招かざる訪問者との物語②
【近隣大学病院にて】No2
精密検査を受けるため、いつもより早起きして、朝食を摂らず紹介状を持って近隣の大学病院に向かった。自宅近くのバス停からいつもの出勤とは反対方向に向かうバスに乗って10分程で大学病院に着いた。
初診受付を済ませて紹介状とCDを提出した。
大学病院では、総合受付も消化器内科外来受付も手際良い対応でさほど待たずに診察を受けることが出来た。
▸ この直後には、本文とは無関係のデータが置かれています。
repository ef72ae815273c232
//! Double-booking detection.
//!
//! Only entries of the same user on the same date are ever compared. A user
//! may hold overlapping clock times on different days, and two users may hold
//! identical shifts.

use chrono::{NaiveDate, NaiveTime};
use serde::{Deserialize, Serialize};

use crate::models::entry::ScheduleEntry;
use crate::time_range::{hhmm, TimeRange};

/// The shift being proposed.
#[derive(Debug, Clone, Copy, PartialEq, Eq)]
pub struct Candidate {
    pub user_id: i64,
    pub range: TimeRange,
}

/// An existing entry that collides with a candidate.
#[derive(Debug, Clone, PartialEq, Eq, Serialize, Deserialize)]
#[serde(rename_all = "camelCase")]
pub struct CollidingEntry {
    pub entry_id: i64,
    pub batch_id: i64,
    #[serde(with = "hhmm")]
    pub start_time: NaiveTime,
    #[serde(with = "hhmm")]
    pub end_time: NaiveTime,
}

impl From<&ScheduleEntry> for CollidingEntry {
    fn from(entry: &ScheduleEntry) -> Self {
        Self {
            entry_id: entry.id,
            batch_id: entry.batch_id,
            start_time: entry.range().start(),
            end_time: entry.range().end(),
        }
    }
}

/// Rejection carrying every sibling the candidate overlaps. Never empty.
#[derive(Debug, Clone, PartialEq, Eq, Serialize, Deserialize)]
#[serde(rename_all = "camelCase")]
pub struct Conflict {
    pub user_id: i64,
    pub date: NaiveDate,
    pub colliding: Vec<CollidingEntry>,
}

pub struct ConflictValidator;

impl ConflictValidator {
    /// Accepts `candidate` unless it overlaps a sibling of the same user and date.
    ///
    /// `exclude_entry_id` drops the entry being edited by identity. Two
    /// distinct entries with identical times still conflict.
    pub fn validate<'a, I>(
        candidate: &Candidate,
        siblings: I,
        exclude_entry_id: Option<i64>,
    ) -> Result<(), Conflict>
    where
        I: IntoIterator<Item = &'a ScheduleEntry>,
    {
        let colliding: Vec<CollidingEntry> = siblings
            .into_iter()
            .filter(|s| s.user_id == candidate.user_id)
            .filter(|s| s.range().date() == candidate.range.date())
            .filter(|s| Some(s.id) != exclude_entry_id)
            .filter(|s| candidate.range.overlaps(s.range()))
            .map(CollidingEntry::from)
            .collect();

        if colliding.is_empty() {
            Ok(())
        } else {
            Err(Conflict {
                user_id: candidate.user_id,
                date: candidate.range.date(),
                colliding,
            })
        }
    }

    /// Checks a set of entries against each other, reporting the first entry
    /// that collides with an earlier one.
    pub fn check_internal(entries: &[ScheduleEntry]) -> Result<(), Conflict> {
        for (idx, entry) in entries.iter().enumerate() {
            Self::validate(&entry.candidate(), &entries[..idx], Some(entry.id))?;
        }
        Ok(())
    }
}
use eyre::Result;
use sqlx::{Pool, Postgres};
use tracing::info;

const STATEMENTS: &[&str] = &[
    r#"
    CREATE TABLE IF NOT EXISTS users (
        id BIGSERIAL PRIMARY KEY,
        email VARCHAR(255) NULL,
        first_name VARCHAR(255) NULL,
        last_name VARCHAR(255) NULL,
        is_deleted BOOLEAN NOT NULL DEFAULT FALSE,
        created_at TIMESTAMP WITH TIME ZONE NOT NULL DEFAULT NOW()
    );
    "#,
    r#"
    CREATE TABLE IF NOT EXISTS schedule_batches (
        id BIGSERIAL PRIMARY KEY,
        status VARCHAR(16) NOT NULL DEFAULT 'DRAFTED',
        start_date DATE NOT NULL,
        end_date DATE NOT NULL,
        total_days INTEGER NOT NULL,
        created_at TIMESTAMP WITH TIME ZONE NOT NULL DEFAULT NOW(),
        updated_at TIMESTAMP WITH TIME ZONE NOT NULL DEFAULT NOW(),
        CONSTRAINT valid_status CHECK (status IN ('DRAFTED', 'PUBLISHED')),
        CONSTRAINT valid_date_span CHECK (end_date >= start_date)
    );
    "#,
    r#"
    CREATE TABLE IF NOT EXISTS schedule_entries (
        id BIGSERIAL PRIMARY KEY,
        batch_id BIGINT NOT NULL REFERENCES schedule_batches(id) ON DELETE CASCADE,
        user_id BIGINT NOT NULL REFERENCES users(id),
        date DATE NOT NULL,
        start_time TIME NOT NULL,
        end_time TIME NOT NULL,
        total_hours DOUBLE PRECISION NOT NULL,
        created_at TIMESTAMP WITH TIME ZONE NOT NULL DEFAULT NOW(),
        CONSTRAINT valid_time_range CHECK (end_time > start_time)
    );
    "#,
    "CREATE INDEX IF NOT EXISTS idx_schedule_entries_batch_id ON schedule_entries(batch_id);",
    "CREATE INDEX IF NOT EXISTS idx_schedule_entries_user_date ON schedule_entries(user_id, date);",
    "CREATE INDEX IF NOT EXISTS idx_schedule_batches_created_at ON schedule_batches(created_at);",
];

pub async fn initialize_database(pool: &Pool<Postgres>) -> Result<()> {
    info!("Initializing database schema...");

    // One statement per query; prepared statements reject batches.
    for statement in STATEMENTS {
        sqlx::query(*statement).execute(pool).await?;
    }

    info!("Database schema initialized successfully.");
    Ok(())
}
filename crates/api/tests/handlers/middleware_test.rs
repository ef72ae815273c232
use axum::http::StatusCode;
use axum::response::IntoResponse;
use chrono::{NaiveDate, NaiveTime};
use rstest::rstest;
use shiftdesk_api::middleware::error_handling::AppError;
use shiftdesk_core::conflict::{CollidingEntry, Conflict};
use shiftdesk_core::errors::{ScheduleError, ValidationError};
use shiftdesk_core::models::batch::BatchStatus;

#[rstest]
#[case(ValidationError::EmptyBatch.into(), StatusCode::BAD_REQUEST)]
#[case(ValidationError::MissingField("date").into(), StatusCode::BAD_REQUEST)]
#[case(ScheduleError::BatchLocked { batch_id: 1, status: BatchStatus::Published }, StatusCode::BAD_REQUEST)]
#[case(ScheduleError::BatchNotFound(1), StatusCode::NOT_FOUND)]
#[case(ScheduleError::EntryNotFound(1), StatusCode::NOT_FOUND)]
#[case(ScheduleError::EntryNotInBatch { batch_id: 1, entry_id: 2 }, StatusCode::NOT_FOUND)]
#[case(ScheduleError::Persistence(eyre::eyre!("Database error")), StatusCode::INTERNAL_SERVER_ERROR)]
fn test_error_status_mapping(#[case] error: ScheduleError, #[case] expected: StatusCode) {
    assert_eq!(AppError(error).status(), expected);
}

#[test]
fn test_conflict_maps_to_409() {
    let conflict = Conflict {
        user_id: 1,
        date: NaiveDate::from_ymd_opt(2024, 1, 15).unwrap(),
        colliding: vec![CollidingEntry {
            entry_id: 3,
            batch_id: 1,
            start_time: NaiveTime::from_hms_opt(10, 0, 0).unwrap(),
            end_time: NaiveTime::from_hms_opt(12, 0, 0).unwrap(),
        }],
    };

    let response = AppError(conflict.into()).into_response();

    assert_eq!(response.status(), StatusCode::CONFLICT);
}

#[test]
fn test_eyre_report_is_persistence() {
    let error: AppError = eyre::eyre!("pool closed").into();
    assert_eq!(error.status(), StatusCode::INTERNAL_SERVER_ERROR);
}
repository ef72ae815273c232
//! # Shiftdesk API
//!
//! HTTP surface of the schedule batch engine.
//!
//! ## Architecture
//!
//! - **Routes**: Define API endpoints and URL structure
//! - **Handlers**: Translate requests into [`ScheduleEngine`] calls
//! - **Middleware**: Caller identity and error-to-response mapping
//! - **Notify**: Background delivery of the notifications an operation produced
//! - **Config**: Environment configuration

/// Configuration module for API settings
pub mod config;
/// Request handlers
pub mod handlers;
/// Caller identity and error mapping
pub mod middleware;
/// Notification delivery
pub mod notify;
/// Route definitions and API endpoint structure
pub mod routes;

use std::sync::Arc;
use std::time::Duration;

use axum::{
    error_handling::HandleErrorLayer,
    http::{header, HeaderName, Method, StatusCode},
    response::{IntoResponse, Response},
    BoxError, Json, Router,
};
use eyre::Result;
use shiftdesk_core::notification::Notifier;
use shiftdesk_core::store::ScheduleStore;
use shiftdesk_core::ScheduleEngine;
use tokio::net::TcpListener;
use tower::ServiceBuilder;
use tower_http::{cors::CorsLayer, trace::TraceLayer};
use tracing::info;
use tracing_subscriber::FmtSubscriber;

use crate::middleware::auth::USER_ID_HEADER;
use crate::middleware::error_handling::ErrorBody;

/// Shared application state that is accessible to all request handlers
pub struct ApiState {
    pub engine: ScheduleEngine,
    /// Receives the notifications produced by create and publish
    pub notifier: Arc<dyn Notifier>,
}

impl ApiState {
    pub fn new(store: Arc<dyn ScheduleStore>, notifier: Arc<dyn Notifier>) -> Self {
        Self {
            engine: ScheduleEngine::new(store),
            notifier,
        }
    }
}

/// Every route with request tracing, before CORS and timeouts.
pub fn app(state: Arc<ApiState>) -> Router {
    Router::new()
        // Health check endpoints
        .merge(routes::health::routes())
        // Batch and entry endpoints
        .merge(routes::schedule::routes())
        .layer(TraceLayer::new_for_http())
        .with_state(state)
}

/// Starts the API server on top of `store`
///
/// Initializes logging, wires the router with CORS and a request timeout,
/// and serves until the listener fails.
pub async fn start_server(config: config::ApiConfig, store: Arc<dyn ScheduleStore>) -> Result<()> {
    // Initialize tracing for logging
    let subscriber = FmtSubscriber::builder()
        .with_max_level(config.log_level)
        .finish();
    tracing::subscriber::set_global_default(subscriber)?;

    let notifier = Arc::new(notify::LogNotifier::new(config.notify_from.clone()));
    let state = Arc::new(ApiState::new(store, notifier));
    let app = app(state);

    // Apply CORS configuration if origins are specified
    let app = if let Some(origins) = &config.cors_origins {
        let cors = CorsLayer::new()
            .allow_methods([
                Method::GET,
                Method::POST,
                Method::PATCH,
                Method::DELETE,
                Method::OPTIONS,
            ])
            .allow_headers([
                header::CONTENT_TYPE,
                header::AUTHORIZATION,
                header::ACCEPT,
                HeaderName::from_static(USER_ID_HEADER),
            ])
            .allow_origin(origins.clone())
            .allow_credentials(true);

        app.layer(cors)
    } else {
        app
    };

    // Add request timeout middleware
    let app = app.layer(
        ServiceBuilder::new()
            .layer(HandleErrorLayer::new(handle_timeout))
            .timeout(Duration::from_secs(config.request_timeout)),
    );

    // Start the HTTP server
    let addr = config.server_addr();
    let listener = TcpListener::bind(&addr).await?;
    info!("Server listening on http://{}", addr);
    axum::serve(listener, app).await?;

    Ok(())
}

async fn handle_timeout(err: BoxError) -> Response {
    if err.is::<tower::timeout::error::Elapsed>() {
        (
            StatusCode::REQUEST_TIMEOUT,
            Json(ErrorBody::new("Request timed out", "TIMEOUT")),
        )
            .into_response()
    } else {
        (
            StatusCode::INTERNAL_SERVER_ERROR,
            Json(ErrorBody::new(format!("Unhandled error: {}", err), "INTERNAL_ERROR")),
        )
            .into_response()
    }
}
use crate::models::{DbBatch, DbBatchSummary};
use eyre::Result;
use shiftdesk_core::models::batch::{BatchStatus, DateSpan};
use sqlx::PgExecutor;

pub async fn create_batch<'e, E: PgExecutor<'e>>(executor: E, span: &DateSpan) -> Result<DbBatch> {
    tracing::debug!(
        "Creating batch: start_date={}, end_date={}, total_days={}",
        span.start_date, span.end_date, span.total_days
    );

    let batch = sqlx::query_as::<_, DbBatch>(
        r#"
        INSERT INTO schedule_batches (status, start_date, end_date, total_days)
        VALUES ($1, $2, $3, $4)
        RETURNING id, status, start_date, end_date, total_days, created_at, updated_at
        "#,
    )
    .bind(BatchStatus::Drafted.as_str())
    .bind(span.start_date)
    .bind(span.end_date)
    .bind(span.total_days as i32)
    .fetch_one(executor)
    .await?;

    tracing::debug!("Batch created successfully: id={}", batch.id);
    Ok(batch)
}

pub async fn list_batches<'e, E: PgExecutor<'e>>(executor: E) -> Result<Vec<DbBatchSummary>> {
    let batches = sqlx::query_as::<_, DbBatchSummary>(
        r#"
        SELECT b.id, b.status, b.start_date, b.end_date, b.total_days,
               COUNT(e.id) AS entry_count, b.created_at, b.updated_at
        FROM schedule_batches b
        LEFT JOIN schedule_entries e ON e.batch_id = b.id
        GROUP BY b.id
        ORDER BY b.created_at DESC, b.id DESC
        "#,
    )
    .fetch_all(executor)
    .await?;

    Ok(batches)
}

pub async fn get_batch_by_id<'e, E: PgExecutor<'e>>(executor: E, id: i64) -> Result<Option<DbBatch>> {
    tracing::debug!("Getting batch by id: {}", id);

    let batch = sqlx::query_as::<_, DbBatch>(
        r#"
        SELECT id, status, start_date, end_date, total_days, created_at, updated_at
        FROM schedule_batches
        WHERE id = $1
        "#,
    )
    .bind(id)
    .fetch_optional(executor)
    .await?;

    if batch.is_none() {
        tracing::debug!("Batch not found: id={}", id);
    }

    Ok(batch)
}

/// Same as [`get_batch_by_id`] but holds a row lock until the transaction ends.
pub async fn lock_batch<'e, E: PgExecutor<'e>>(executor: E, id: i64) -> Result<Option<DbBatch>> {
    let batch = sqlx::query_as::<_, DbBatch>(
        r#"
        SELECT id, status, start_date, end_date, total_days, created_at, updated_at
        FROM schedule_batches
        WHERE id = $1
        FOR UPDATE
        "#,
    )
    .bind(id)
    .fetch_optional(executor)
    .await?;

    Ok(batch)
}

pub async fn update_span<'e, E: PgExecutor<'e>>(executor: E, id: i64, span: &DateSpan) -> Result<()> {
    sqlx::query(
        r#"
        UPDATE schedule_batches
        SET start_date = $2, end_date = $3, total_days = $4, updated_at = NOW()
        WHERE id = $1
        "#,
    )
    .bind(id)
    .bind(span.start_date)
    .bind(span.end_date)
    .bind(span.total_days as i32)
    .execute(executor)
    .await?;

    Ok(())
}

pub async fn touch_batch<'e, E: PgExecutor<'e>>(executor: E, id: i64) -> Result<()> {
    sqlx::query("UPDATE schedule_batches SET updated_at = NOW() WHERE id = $1")
        .bind(id)
        .execute(executor)
        .await?;

    Ok(())
}

/// Flips a DRAFTED batch to PUBLISHED. Returns false if it was not DRAFTED.
pub async fn mark_published<'e, E: PgExecutor<'e>>(executor: E, id: i64) -> Result<bool> {
    tracing::debug!("Publishing batch: id={}", id);

    let result = sqlx::query(
        r#"
        UPDATE schedule_batches
        SET status = $2, updated_at = NOW()
        WHERE id = $1 AND status = $3
        "#,
    )
    .bind(id)
    .bind(BatchStatus::Published.as_str())
    .bind(BatchStatus::Drafted.as_str())
    .execute(executor)
    .await?;

    Ok(result.rows_affected() > 0)
}

/// Entries go with the batch through `ON DELETE CASCADE`.
pub async fn delete_batch<'e, E: PgExecutor<'e>>(executor: E, id: i64) -> Result<bool> {
    tracing::debug!("Deleting batch: id={}", id);

    let result = sqlx::query("DELETE FROM schedule_batches WHERE id = $1")
        .bind(id)
        .execute(executor)
        .await?;

    Ok(result.rows_affected() > 0)
}
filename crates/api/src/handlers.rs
pub mod entry;
pub mod schedule;
//! The batch and entry operations.
//!
//! [`ScheduleEngine`] validates input, enforces the DRAFTED lock and the
//! double-booking rule, commits through a [`ScheduleStore`], and hands back
//! the notifications a transition calls for. It never delivers them.

use std::collections::HashMap;
use std::sync::Arc;

use chrono::NaiveDate;
use tracing::{debug, info, warn};

use crate::conflict::ConflictValidator;
use crate::errors::{ScheduleError, ScheduleResult, ValidationError};
use crate::lifecycle::{EntryChange, PublishPlan};
use crate::models::batch::{BatchSummary, DateSpan, NewBatch, ScheduleBatch, MAX_BATCH_ENTRIES};
use crate::models::entry::ScheduleEntry;
use crate::models::requests::{CreateBatchRequest, EntryInput, PublishRequest, UpdateEntryRequest};
use crate::notification::{manifest, Notification, NotificationTemplate, Outcome};
use crate::store::ScheduleStore;
use crate::time_range::{parse_clock, TimeRange};

#[derive(Clone)]
pub struct ScheduleEngine {
    store: Arc<dyn ScheduleStore>,
}

impl ScheduleEngine {
    pub fn new(store: Arc<dyn ScheduleStore>) -> Self {
        Self { store }
    }

    pub fn store(&self) -> &Arc<dyn ScheduleStore> {
        &self.store
    }

    /// Creates a DRAFTED batch from 1..=21 entries.
    ///
    /// Nothing is stored unless every entry is well formed and free of
    /// overlaps, both within the request and against stored entries.
    pub async fn create_batch(&self, request: &CreateBatchRequest) -> ScheduleResult<Outcome<ScheduleBatch>> {
        let plan = NewBatch::plan(&request.entries)?;
        ConflictValidator::check_internal(&plan.entries)?;
        self.check_against_store(&plan.entries, None).await?;

        let batch = self.store.insert_batch(&plan).await?;
        info!(
            "Created draft batch {} with {} entries ({} to {})",
            batch.id,
            batch.entries.len(),
            batch.span.start_date,
            batch.span.end_date
        );

        let side_effects = self
            .manifest_for(&plan.user_ids(), NotificationTemplate::DraftAvailable { batch_id: batch.id })
            .await;
        Ok(Outcome::new(batch, side_effects))
    }

    pub async fn list_batches(&self) -> ScheduleResult<Vec<BatchSummary>> {
        Ok(self.store.list_batches().await?)
    }

    pub async fn get_batch(&self, batch_id: i64) -> ScheduleResult<ScheduleBatch> {
        self.store
            .find_batch(batch_id)
            .await?
            .ok_or(ScheduleError::BatchNotFound(batch_id))
    }

    /// Adds one entry to a DRAFTED batch.
    pub async fn add_entry(&self, batch_id: i64, input: &EntryInput) -> ScheduleResult<ScheduleEntry> {
        let (user_id, range) = input.validate()?;

        let batch = self.get_batch(batch_id).await?;
        batch.ensure_drafted()?;
        if batch.entries.len() >= MAX_BATCH_ENTRIES {
            return Err(ValidationError::BatchTooLarge {
                count: batch.entries.len() + 1,
                max: MAX_BATCH_ENTRIES,
            }
            .into());
        }

        let entry = ScheduleEntry::create(user_id, range).in_batch(batch_id);
        let siblings = self.store.entries_for_user_on(user_id, range.date()).await?;
        ConflictValidator::validate(&entry.candidate(), &siblings, None)?;

        let span = DateSpan::of_entries(batch.entries.iter().chain([&entry])).unwrap_or(batch.span);
        let saved = self.store.insert_entry(batch_id, &entry, span).await?;
        info!("Added entry {} to batch {}", saved.id, batch_id);
        Ok(saved)
    }

    /// Moves an entry of a DRAFTED batch to new clock times on the same date.
    pub async fn update_entry(
        &self,
        batch_id: i64,
        entry_id: i64,
        request: &UpdateEntryRequest,
    ) -> ScheduleResult<ScheduleEntry> {
        let (start, end) = request.times()?;
        let start = parse_clock(start)?;
        let end = parse_clock(end)?;
        TimeRange::check_order(start, end)?;

        let batch = self.get_batch(batch_id).await?;
        batch.ensure_drafted()?;
        let mut entry = self.entry_in_batch(batch_id, entry_id).await?;

        let new_range = TimeRange::new(entry.range().date(), start, end)?;
        let siblings = self
            .store
            .entries_for_user_on(entry.user_id, new_range.date())
            .await?;
        entry.reschedule(new_range, &siblings)?;

        let saved = self
            .store
            .update_entry_range(entry.id, entry.range(), entry.total_hours())
            .await?;
        debug!("Rescheduled entry {} of batch {} to {}", entry_id, batch_id, new_range);
        Ok(saved)
    }

    /// Removes an entry from a DRAFTED batch. No conflict check is needed.
    ///
    /// Removing the last entry is allowed; the empty draft keeps its last
    /// date span.
    pub async fn delete_entry(&self, batch_id: i64, entry_id: i64) -> ScheduleResult<()> {
        let batch = self.get_batch(batch_id).await?;
        batch.ensure_drafted()?;
        self.entry_in_batch(batch_id, entry_id).await?;

        let span = DateSpan::of_entries(batch.entries.iter().filter(|e| e.id != entry_id));
        self.store.delete_entry(batch_id, entry_id, span).await?;
        debug!("Deleted entry {} from batch {}", entry_id, batch_id);
        Ok(())
    }

    /// DRAFTED -> PUBLISHED, optionally reconciling a final entry set first.
    ///
    /// The final set is checked for overlaps within itself and against
    /// entries of other batches. Status and entries commit together.
    pub async fn publish(&self, batch_id: i64, request: &PublishRequest) -> ScheduleResult<Outcome<ScheduleBatch>> {
        request.target_status()?;
        let changes = EntryChange::decide_all(request.entries.as_deref().unwrap_or_default())?;

        let batch = self.get_batch(batch_id).await?;
        let plan = PublishPlan::prepare(&batch, changes)?;
        self.check_against_store(&plan.final_entries, Some(batch_id)).await?;

        let published = self.store.publish_batch(&plan).await?;
        info!(
            "Published batch {} ({} entries, {} changes applied)",
            published.id,
            published.entries.len(),
            plan.changes.len()
        );

        let side_effects = self
            .manifest_for(&plan.user_ids(), NotificationTemplate::SchedulePublished { batch_id })
            .await;
        Ok(Outcome::new(published, side_effects))
    }

    /// Deletes a batch at any status, cascading to its entries.
    pub async fn delete_batch(&self, batch_id: i64) -> ScheduleResult<()> {
        if !self.store.delete_batch(batch_id).await? {
            return Err(ScheduleError::BatchNotFound(batch_id));
        }
        info!("Deleted batch {}", batch_id);
        Ok(())
    }

    async fn entry_in_batch(&self, batch_id: i64, entry_id: i64) -> ScheduleResult<ScheduleEntry> {
        let entry = self
            .store
            .find_entry(entry_id)
            .await?
            .ok_or(ScheduleError::EntryNotFound(entry_id))?;
        if entry.batch_id != batch_id {
            return Err(ScheduleError::EntryNotInBatch { batch_id, entry_id });
        }
        Ok(entry)
    }

    /// Checks each entry against stored entries of the same user and date.
    /// Stored entries of `replacing_batch` are skipped; `entries` supersedes them.
    async fn check_against_store(
        &self,
        entries: &[ScheduleEntry],
        replacing_batch: Option<i64>,
    ) -> ScheduleResult<()> {
        let mut stored: HashMap<(i64, NaiveDate), Vec<ScheduleEntry>> = HashMap::new();

        for entry in entries {
            let key = (entry.user_id, entry.range().date());
            if !stored.contains_key(&key) {
                let siblings = self
                    .store
                    .entries_for_user_on(key.0, key.1)
                    .await?
                    .into_iter()
                    .filter(|s| Some(s.batch_id) != replacing_batch)
                    .collect();
                stored.insert(key, siblings);
            }
            ConflictValidator::validate(&entry.candidate(), &stored[&key], Some(entry.id))?;
        }

        Ok(())
    }

    /// Recipients are best effort: a failed lookup drops the notifications,
    /// never the operation that already committed.
    async fn manifest_for(&self, user_ids: &[i64], template: NotificationTemplate) -> Vec<Notification> {
        match self.store.find_contacts(user_ids).await {
            Ok(contacts) => manifest(&contacts, template),
            Err(err) => {
                warn!("Could not load recipients for {:?}: {}", template, err);
                Vec::new()
            }
        }
    }
}
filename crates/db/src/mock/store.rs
use async_trait::async_trait;
use chrono::NaiveDate;
use mockall::mock;

use shiftdesk_core::lifecycle::PublishPlan;
use shiftdesk_core::models::batch::{BatchSummary, DateSpan, NewBatch, ScheduleBatch};
use shiftdesk_core::models::entry::ScheduleEntry;
use shiftdesk_core::models::user::UserContact;
use shiftdesk_core::store::ScheduleStore;
use shiftdesk_core::time_range::TimeRange;

// Mock store for failure injection in engine and API tests
mock! {
    pub ScheduleStore {}

    #[async_trait]
    impl ScheduleStore for ScheduleStore {
        async fn insert_batch(&self, batch: &NewBatch) -> eyre::Result<ScheduleBatch>;

        async fn list_batches(&self) -> eyre::Result<Vec<BatchSummary>>;

        async fn find_batch(&self, batch_id: i64) -> eyre::Result<Option<ScheduleBatch>>;

        async fn find_entry(&self, entry_id: i64) -> eyre::Result<Option<ScheduleEntry>>;

        async fn entries_for_user_on(
            &self,
            user_id: i64,
            date: NaiveDate,
        ) -> eyre::Result<Vec<ScheduleEntry>>;

        async fn insert_entry(
            &self,
            batch_id: i64,
            entry: &ScheduleEntry,
            span: DateSpan,
        ) -> eyre::Result<ScheduleEntry>;

        async fn update_entry_range(
            &self,
            entry_id: i64,
            range: &TimeRange,
            total_hours: f64,
        ) -> eyre::Result<ScheduleEntry>;

        async fn delete_entry(
            &self,
            batch_id: i64,
            entry_id: i64,
            span: Option<DateSpan>,
        ) -> eyre::Result<()>;

        async fn publish_batch(&self, plan: &PublishPlan) -> eyre::Result<ScheduleBatch>;

        async fn delete_batch(&self, batch_id: i64) -> eyre::Result<bool>;

        async fn find_contacts(&self, user_ids: &[i64]) -> eyre::Result<Vec<UserContact>>;
    }
}
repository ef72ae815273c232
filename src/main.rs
use std::sync::Arc;

use color_eyre::eyre::Result;
use dotenv::dotenv;
use shiftdesk_api::config::ApiConfig;
use shiftdesk_core::store::ScheduleStore;
use shiftdesk_db::{create_pool, schema::initialize_database, InMemoryStore, PgScheduleStore};

#[tokio::main]
async fn main() -> Result<()> {
    // Initialize error handling
    color_eyre::install()?;

    // Load environment variables
    dotenv().ok();

    // Load configuration
    let config = ApiConfig::from_env()?;

    // `--in-memory` skips PostgreSQL entirely; nothing survives a restart
    let store: Arc<dyn ScheduleStore> = if std::env::args().any(|arg| arg == "--in-memory") {
        Arc::new(InMemoryStore::new())
    } else {
        let db_pool = create_pool(&config.database_url, config.database_max_connections).await?;
        initialize_database(&db_pool).await?;
        Arc::new(PgScheduleStore::new(db_pool))
    };

    // Start API server
    shiftdesk_api::start_server(config, store).await?;

    Ok(())
}
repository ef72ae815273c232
pub mod auth;
pub mod error_handling;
初診外来担当ドクターはM先生、30代の若手医師だった。彼女は、紹介状中身を素早く目を通し、所見を通じて簡単な質問を2、3行なった。結果、膵臓の詳しい検査が必要であり次回MRIを、予約することになった。
予約状況は来月末迄いっぱいで、結局、検査は1か月先になった。さらに1週間後に膵臓専門医の診察予約でかなり待つことに懸念を感じた。
私は、「膵臓癌の懸念もあるのでもっと早く診てもらえないですか?」と伺った。M先生は、パソコン画面でMRI予約状況を改めて確認しながら、「1番早くてもやはり先程お伝えした日時ですね。」と淡々と回答した。
私自身は、早期発見、早期治療を願う思いが強いのだが。「検査予約が一杯なら仕方ないか…。」心の中でため息をついた。不安がよぎったがジタバタしても致し方ない。ためらいながらも検査予約を済ませた。
相変わらず腰痛はあり、腹部の重苦しさも続いている。モヤモヤと不安を抱えながら帰宅した。
妻に病院での結果を伝え、1ヶ月後の精密検査までかなり待たされるが、他の医療機関を新たに探して検査しても、更に時間ばかりかかるだろうと伝えた。
もしかして長い闘病生活を懸念すると自宅近くの大学病院で治療することがベストだと妻に私の考えを述べた。妻に話しながら、実は自分自身に言い聞かせ納得しようとしている私がいた。妻も不安そうに私の話を聞いていたが、「他の病院で直ぐに検査出来ないの?」と呟いた。膵臓の病気。専門医が居て他職種連携での治療が出来る総合医療機関。通院を考えるとなるべく近いことに越したことはない。早期発見、早期治療。クオリティ高い治療アプローチ。利便性など。選択肢をあれこれ想い浮かべてみた。
何が自分にとってベストな選択肢なのか?
凄く悩ましい問題だが、私の運命に従い、在るがままを受け入れるしかないと思う。
夕方、妻と愛犬と近くの森林公園まで散歩に出かけた。雲ひとつ無い青空と新緑の色が鮮やかで何と美しいことか。愛する家族に囲まれて生きることはとても幸せなこと。
神様、家族みんなが病気災難の無いように導いてください。